INPUT RECORDS Block Start

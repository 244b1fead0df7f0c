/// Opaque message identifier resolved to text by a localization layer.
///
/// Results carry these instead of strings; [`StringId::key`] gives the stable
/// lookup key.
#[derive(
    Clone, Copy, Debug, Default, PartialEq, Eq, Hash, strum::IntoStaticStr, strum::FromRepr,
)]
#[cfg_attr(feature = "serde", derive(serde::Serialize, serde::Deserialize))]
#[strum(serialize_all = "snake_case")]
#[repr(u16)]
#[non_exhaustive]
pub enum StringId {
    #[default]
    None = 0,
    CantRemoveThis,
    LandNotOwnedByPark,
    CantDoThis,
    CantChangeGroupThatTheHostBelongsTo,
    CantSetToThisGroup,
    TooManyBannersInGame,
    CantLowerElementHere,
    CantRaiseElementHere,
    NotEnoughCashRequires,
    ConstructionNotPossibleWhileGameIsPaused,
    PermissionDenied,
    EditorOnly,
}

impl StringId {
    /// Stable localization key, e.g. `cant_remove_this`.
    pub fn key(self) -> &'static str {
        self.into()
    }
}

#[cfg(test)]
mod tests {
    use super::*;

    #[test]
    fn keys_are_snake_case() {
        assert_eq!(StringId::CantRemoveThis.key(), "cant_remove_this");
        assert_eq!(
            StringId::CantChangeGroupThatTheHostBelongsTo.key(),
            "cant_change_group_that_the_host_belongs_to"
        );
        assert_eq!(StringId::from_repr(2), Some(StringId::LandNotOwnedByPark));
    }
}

INPUT RECORDS Block End

For each line of the entries that includes "CantRemoveThis", show that line.

    CantRemoveThis,
        assert_eq!(StringId::CantRemoveThis.key(), "cant_remove_this");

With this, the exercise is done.